= Goal of the exercise =
Report the count of lines containing the word "Result" in the entries below, and nothing more.

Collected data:
====
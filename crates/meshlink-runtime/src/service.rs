//! The mesh service facade

use std::net::SocketAddr;
use std::sync::{Arc, Mutex as StdMutex, PoisonError};

use meshlink_ble::state::BleState;
use meshlink_bonjour::{BonjourSession, MdnsDiscovery, ServiceDiscovery};
use meshlink_core::{
    EngineBuilder, EnginePaths, MeshConfig, MeshError, MeshSettings, PeerFilter, PublicKey,
    Result, RoutingEngine,
};
use tokio::sync::Mutex;
use tracing::{debug, error, info, warn};

use crate::ble_session::{BleSession, SharedPlatform};

/// Coarse lifecycle of the service
#[derive(Debug, Clone, Copy, PartialEq, Eq)]
pub enum ServiceState {
    Stopped,
    Starting,
    Running,
    Stopping,
}

#[derive(Default)]
struct Inner {
    engine: Option<Arc<dyn RoutingEngine>>,
    ble: Option<BleSession>,
    bonjour: Option<BonjourSession>,
    platform: Option<SharedPlatform>,
    discovery: Option<Arc<dyn ServiceDiscovery>>,
}

/// Owns the routing engine and the transport sessions
///
/// All operations serialize on one lock, so toggles never interleave with
/// `start` or `stop`.
pub struct MeshService {
    config: MeshConfig,
    settings: MeshSettings,
    paths: EnginePaths,
    engine_builder: Arc<dyn EngineBuilder>,
    system_bluetooth: bool,
    state: StdMutex<ServiceState>,
    inner: Mutex<Inner>,
}

impl MeshService {
    pub(crate) fn new(
        config: MeshConfig,
        settings: MeshSettings,
        paths: EnginePaths,
        engine_builder: Arc<dyn EngineBuilder>,
        platform: Option<SharedPlatform>,
        system_bluetooth: bool,
        discovery: Option<Arc<dyn ServiceDiscovery>>,
    ) -> Self {
        Self {
            config,
            settings,
            paths,
            engine_builder,
            system_bluetooth,
            state: StdMutex::new(ServiceState::Stopped),
            inner: Mutex::new(Inner {
                platform,
                discovery,
                ..Default::default()
            }),
        }
    }

    pub fn state(&self) -> ServiceState {
        *self.state.lock().unwrap_or_else(PoisonError::into_inner)
    }

    fn set_state(&self, state: ServiceState) {
        *self.state.lock().unwrap_or_else(PoisonError::into_inner) = state;
        debug!("Mesh service is {:?}", state);
    }

    pub fn config(&self) -> &MeshConfig {
        &self.config
    }

    fn max_frame_size(&self, engine: &dyn RoutingEngine) -> usize {
        self.config.engine.max_frame_size.min(engine.max_frame_size())
    }

    async fn engine(&self) -> Option<Arc<dyn RoutingEngine>> {
        self.inner.lock().await.engine.clone()
    }

    // ------------------------------------------------------------------------
    // Lifecycle
    // ------------------------------------------------------------------------

    /// Create and start the engine, then apply the persisted settings. Does
    /// nothing if the engine is already running.
    pub async fn start(&self) -> Result<()> {
        let mut inner = self.inner.lock().await;
        if inner.engine.is_some() {
            debug!("Mesh service already running");
            return Ok(());
        }

        self.set_state(ServiceState::Starting);
        let engine = match self.create_engine() {
            Ok(engine) => engine,
            Err(e) => {
                self.set_state(ServiceState::Stopped);
                return Err(e);
            }
        };
        inner.engine = Some(engine.clone());

        engine.set_static_peer(self.settings.effective_static_peer());
        engine.set_relaying_enabled(self.settings.relaying_enabled);
        let self_relays = self.settings.self_relay_servers.trim();
        if !self_relays.is_empty() {
            engine.set_relay_servers(engine.public_key().as_str(), self_relays);
        }

        self.apply_bluetooth(&mut inner, !self.settings.bluetooth_disabled)
            .await;
        engine.set_multicast_enabled(!self.settings.multicast_disabled);
        self.apply_bonjour(&mut inner, !self.settings.bonjour_disabled)
            .await;

        self.set_state(ServiceState::Running);
        info!("Mesh service started with key {}", engine.public_key());
        Ok(())
    }

    fn create_engine(&self) -> Result<Arc<dyn RoutingEngine>> {
        let engine = self.engine_builder.build(&self.paths)?;
        info!("Storage directory: {}", self.paths.storage_dir().display());
        info!("Cache directory: {}", self.paths.cache_dir().display());
        engine.start()?;
        Ok(engine)
    }

    /// Disable every transport, reset the engine's settings and stop it.
    pub async fn stop(&self) {
        let mut inner = self.inner.lock().await;
        let Some(engine) = inner.engine.clone() else {
            return;
        };

        self.set_state(ServiceState::Stopping);
        self.apply_bluetooth(&mut inner, false).await;
        engine.set_multicast_enabled(false);
        self.apply_bonjour(&mut inner, false).await;
        engine.set_static_peer("");
        engine.set_relaying_enabled(false);

        engine.stop();
        inner.engine = None;
        self.set_state(ServiceState::Stopped);
        info!("Mesh service stopped");
    }

    // ------------------------------------------------------------------------
    // Queries
    // ------------------------------------------------------------------------

    pub async fn base_url(&self) -> Option<String> {
        self.engine().await.and_then(|engine| engine.base_url())
    }

    pub async fn public_key(&self) -> Option<PublicKey> {
        self.engine().await.map(|engine| engine.public_key())
    }

    /// Connected peer summary for display
    pub async fn peers(&self) -> String {
        let Some(engine) = self.engine().await else {
            return "Dendrite is not running".to_string();
        };
        match engine.peer_count(PeerFilter::All) {
            0 => "No connectivity".to_string(),
            1 => "1 connected peer".to_string(),
            count => format!("{} connected peers", count),
        }
    }

    pub async fn is_bluetooth_enabled(&self) -> bool {
        self.inner.lock().await.ble.is_some()
    }

    pub async fn is_bonjour_enabled(&self) -> bool {
        self.inner.lock().await.bonjour.is_some()
    }

    /// Tracker of the current Bluetooth session
    pub async fn bluetooth_state(&self) -> Option<BleState> {
        self.inner
            .lock()
            .await
            .ble
            .as_ref()
            .map(|session| session.state().clone())
    }

    /// Listening address of the current local-network session
    pub async fn bonjour_addr(&self) -> Option<SocketAddr> {
        self.inner
            .lock()
            .await
            .bonjour
            .as_ref()
            .map(BonjourSession::local_addr)
    }

    // ------------------------------------------------------------------------
    // Transport Toggles
    // ------------------------------------------------------------------------

    /// Enabling always starts a fresh session. A running one is stopped
    /// first, so the new tracker and both roles pick up the current radio
    /// state.
    pub async fn set_bluetooth_enabled(&self, enabled: bool) {
        let mut inner = self.inner.lock().await;
        self.apply_bluetooth(&mut inner, enabled).await;
    }

    async fn apply_bluetooth(&self, inner: &mut Inner, enabled: bool) {
        let Some(engine) = inner.engine.clone() else {
            return;
        };

        if !enabled {
            match inner.ble.take() {
                Some(session) => session.stop(engine.as_ref()).await,
                None => engine.disconnect_type(meshlink_core::PeerType::Bluetooth),
            }
            return;
        }

        if let Some(session) = inner.ble.take() {
            debug!("Bluetooth already enabled, restarting the session");
            session.stop(engine.as_ref()).await;
        }
        let Some(platform) = self.ensure_platform(inner).await else {
            return;
        };
        let max_frame_size = self.max_frame_size(engine.as_ref());
        inner.ble = Some(BleSession::start(
            &platform,
            engine,
            &self.config.ble,
            max_frame_size,
        ));
    }

    async fn ensure_platform(&self, inner: &mut Inner) -> Option<SharedPlatform> {
        if let Some(platform) = &inner.platform {
            return Some(platform.clone());
        }
        if !self.system_bluetooth {
            warn!("No Bluetooth platform configured, leaving Bluetooth off");
            return None;
        }
        match meshlink_ble::backend::open_platform().await {
            Ok(platform) => {
                let platform = SharedPlatform::from(platform);
                inner.platform = Some(platform.clone());
                Some(platform)
            }
            Err(e) => {
                error!("Bluetooth unavailable: {}", MeshError::from(e));
                None
            }
        }
    }

    pub async fn set_bonjour_enabled(&self, enabled: bool) {
        let mut inner = self.inner.lock().await;
        self.apply_bonjour(&mut inner, enabled).await;
    }

    async fn apply_bonjour(&self, inner: &mut Inner, enabled: bool) {
        let Some(engine) = inner.engine.clone() else {
            return;
        };

        if !enabled {
            if let Some(session) = inner.bonjour.take() {
                session.shutdown().await;
                info!("Bonjour disabled");
            }
            return;
        }

        if inner.bonjour.is_some() {
            debug!("Bonjour already enabled");
            return;
        }
        let Some(discovery) = Self::ensure_discovery(inner) else {
            return;
        };
        let max_frame_size = self.max_frame_size(engine.as_ref());
        match BonjourSession::start(engine, discovery, &self.config.bonjour, max_frame_size).await {
            Ok(session) => {
                info!("Bonjour enabled on {}", session.local_addr());
                inner.bonjour = Some(session);
            }
            Err(e) => error!("Failed to enable Bonjour: {}", MeshError::from(e)),
        }
    }

    fn ensure_discovery(inner: &mut Inner) -> Option<Arc<dyn ServiceDiscovery>> {
        if let Some(discovery) = &inner.discovery {
            return Some(discovery.clone());
        }
        match MdnsDiscovery::new() {
            Ok(discovery) => {
                let discovery: Arc<dyn ServiceDiscovery> = Arc::new(discovery);
                inner.discovery = Some(discovery.clone());
                Some(discovery)
            }
            Err(e) => {
                error!("mDNS unavailable: {}", e);
                None
            }
        }
    }

    // ------------------------------------------------------------------------
    // Engine Settings
    // ------------------------------------------------------------------------

    pub async fn set_multicast_enabled(&self, enabled: bool) {
        if let Some(engine) = self.engine().await {
            engine.set_multicast_enabled(enabled);
        }
    }

    pub async fn set_relaying_enabled(&self, enabled: bool) {
        if let Some(engine) = self.engine().await {
            engine.set_relaying_enabled(enabled);
        }
    }

    pub async fn set_static_peer(&self, uri: &str) {
        if let Some(engine) = self.engine().await {
            engine.set_static_peer(uri.trim());
        }
    }

    /// Relay servers for this node's own key
    pub async fn set_self_relay_servers(&self, uris: &str) {
        if let Some(engine) = self.engine().await {
            engine.set_relay_servers(engine.public_key().as_str(), uris.trim());
        }
    }

    pub async fn self_relay_servers(&self) -> String {
        match self.engine().await {
            Some(engine) => engine.relay_servers(engine.public_key().as_str()),
            None => String::new(),
        }
    }

    pub async fn set_relay_servers(&self, user_id: &str, uris: &str) {
        if let Some(engine) = self.engine().await {
            engine.set_relay_servers(user_id.trim(), uris.trim());
        }
    }

    pub async fn relay_servers(&self, user_id: &str) -> String {
        match self.engine().await {
            Some(engine) => engine.relay_servers(user_id.trim()),
            None => String::new(),
        }
    }
}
====
= The completed task =
3